John Hassell, who served on the CBH board for 10 years until February 2018, wrote to all CBH board members in December last year about an internal 2018 CBH investigation.

The investigation was triggered after Mr Hassell made a complaint via the company’s whistleblower process about remarks Mr Newman made about a young woman at a grains conference in August 2017.

In the complaint, Mr Hassell claims Mr Newman called the women in her mid 20s a “pretty young thing” and said she was wearing “come f**k me boots.”

Mr Hassell said the comments, which were made amongst a group of CBH directors, staff, and other industry people, made him furious and he told Mr Newman at the time the comments were out of line.

“If Wally Newman said that to my daughters in front of me I would have punched his lights outs,” Mr Hassell said.

The complaint also claimed Mr Newman made derogatory comments about two female board candidates during the 2018 CBH board election campaign.

One of those women, Natalie Browning, now serves on the CBH board with Mr Newman.

Re-election bid ‘pretty bloody disappointing’

Mr Hassell says he was told as a result of the investigation Mr Newman would retire at the end of his term and be counselled on his behaviour.

“One of the outcomes was an agreement from Wally that he would see his term out then retire gracefully,” said Mr Hassell’s letter to the board, dated December 23 last year.

Mr Hassel said he was motivated to write the letter when he found out Mr Newman was standing for re-election.

“When I saw Wally had nominated for the board that’s when I though ‘this man is not being held to account’. That’s why I wrote the letter,” he said.

“If you let the people at the top of the tree go unpunished then that sets the standard for everyone.

“And that is pretty bloody disappointing.”

A CBH board member, who did not wished to be named, confirmed the board saw the 2018 internal investigation report which found Mr Newman had acted inappropriately.

As a result, Mr Newman was told to take counselling, but the current board member refused to say if the chairman agreed to retire at the end of his term.

The ABC made numerous attempts to contact Mr Newman to comment on the allegations.

In a company response, a CBH spokesman said “CBH Group directors and employees are expected to adhere to the highest standards in their professional behaviour and are held accountable at all times”.

“All complaints in relation to alleged inappropriate conduct are treated seriously and fully investigated,” the spokesman said.

“CBH respects the right to privacy of anyone lodging a complaint and does not comment on individual cases.”

The ABC contacted the young woman at the centre of the August 2017 comments.
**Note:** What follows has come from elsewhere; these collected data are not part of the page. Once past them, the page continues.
use std::env;
use std::path::{Path, PathBuf};

use tracing::warn;
use walkdir::WalkDir;

const NODE_MODULES: &str = "node_modules";

/// Finds `node_modules` directories below a root.
///
/// The walk is lazy and starts over on every [`iter`](Self::iter) call, so the
/// result reflects the tree at the time it is consumed.
#[derive(Debug, Clone)]
pub struct NodeModulesScan {
    root: PathBuf,
}

impl NodeModulesScan {
    /// Scan rooted at `root`.
    pub fn new(root: impl Into<PathBuf>) -> Self {
        Self { root: root.into() }
    }

    /// Directory the walk starts from.
    #[must_use]
    pub fn root(&self) -> &Path {
        &self.root
    }

    /// Start a fresh walk.
    ///
    /// Yields absolute paths in file-name order. A `node_modules` directory
    /// is yielded once and its contents are not visited. Unreadable subtrees
    /// are logged and skipped.
    #[must_use]
    pub fn iter(&self) -> NodeModulesIter {
        let root = absolute(&self.root);
        NodeModulesIter {
            walker: WalkDir::new(root).sort_by_file_name().into_iter(),
        }
    }
}

impl<'a> IntoIterator for &'a NodeModulesScan {
    type Item = PathBuf;
    type IntoIter = NodeModulesIter;

    fn into_iter(self) -> Self::IntoIter {
        self.iter()
    }
}

/// Iterator returned by [`NodeModulesScan::iter`].
pub struct NodeModulesIter {
    walker: walkdir::IntoIter,
}

impl std::fmt::Debug for NodeModulesIter {
    fn fmt(&self, f: &mut std::fmt::Formatter<'_>) -> std::fmt::Result {
        f.debug_struct("NodeModulesIter").finish_non_exhaustive()
    }
}

impl Iterator for NodeModulesIter {
    type Item = PathBuf;

    fn next(&mut self) -> Option<PathBuf> {
        loop {
            let entry = match self.walker.next()? {
                Ok(entry) => entry,
                Err(err) => {
                    warn!(
                        path = ?err.path(),
                        error = %err,
                        "skipping unreadable directory"
                    );
                    continue;
                }
            };
            if entry.file_type().is_dir() && entry.file_name() == NODE_MODULES {
                self.walker.skip_current_dir();
                return Some(entry.into_path());
            }
        }
    }
}

fn absolute(path: &Path) -> PathBuf {
    if path.is_absolute() {
        return path.to_path_buf();
    }
    match env::current_dir() {
        Ok(cwd) => cwd.join(path),
        Err(err) => {
            warn!(path = %path.display(), error = %err, "cannot resolve relative scan root");
            path.to_path_buf()
        }
    }
}

#[cfg(test)]
mod tests {
    use super::*;
    use std::fs;
    use tempfile::TempDir;

    fn mkdirs(root: &Path, relative: &str) {
        fs::create_dir_all(root.join(relative)).expect("create dirs");
    }

    #[test]
    fn finds_top_level_node_modules_only() {
        let temp = TempDir::new().expect("tempdir");
        mkdirs(temp.path(), "web/node_modules/left-pad/node_modules/inner");
        mkdirs(temp.path(), "app/src/node_modules");
        mkdirs(temp.path(), "docs");

        let found: Vec<PathBuf> = NodeModulesScan::new(temp.path()).iter().collect();

        assert_eq!(
            found,
            vec![
                temp.path().join("app/src/node_modules"),
                temp.path().join("web/node_modules"),
            ]
        );
    }

    #[test]
    fn files_named_node_modules_are_ignored() {
        let temp = TempDir::new().expect("tempdir");
        fs::write(temp.path().join(NODE_MODULES), "not a directory").expect("write");

        assert_eq!(NodeModulesScan::new(temp.path()).iter().count(), 0);
    }

    #[test]
    fn every_iteration_walks_the_current_tree() {
        let temp = TempDir::new().expect("tempdir");
        let scan = NodeModulesScan::new(temp.path());
        assert_eq!(scan.iter().count(), 0);

        mkdirs(temp.path(), "pkg/node_modules");
        assert_eq!(scan.iter().count(), 1);
        assert_eq!((&scan).into_iter().count(), 1);
    }

    #[test]
    fn missing_root_yields_nothing() {
        let temp = TempDir::new().expect("tempdir");
        let scan = NodeModulesScan::new(temp.path().join("absent"));
        assert_eq!(scan.iter().count(), 0);
    }

    #[test]
    fn relative_roots_become_absolute() {
        assert!(absolute(Path::new("some/dir")).is_absolute());
    }
}
//! Shared Workbench data models consumed by the core library and review clients.

pub mod diff;
pub mod repository;
pub mod rpc;
pub mod workspace;

pub use diff::*;
pub use repository::*;
pub use rpc::*;
pub use workspace::*;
She did not wish to comment or be identified.

She did say she did not hear Mr Newman’s comment at the time and was not contacted as part of the 2018 investigation.

But she said Mr Newman had called her on Christmas Eve last year, one day after Mr Hassell emailed his letter to the board.

Results in the 2020 CBH board election will be announced on Monday February 17, with the company’s AGM three days later.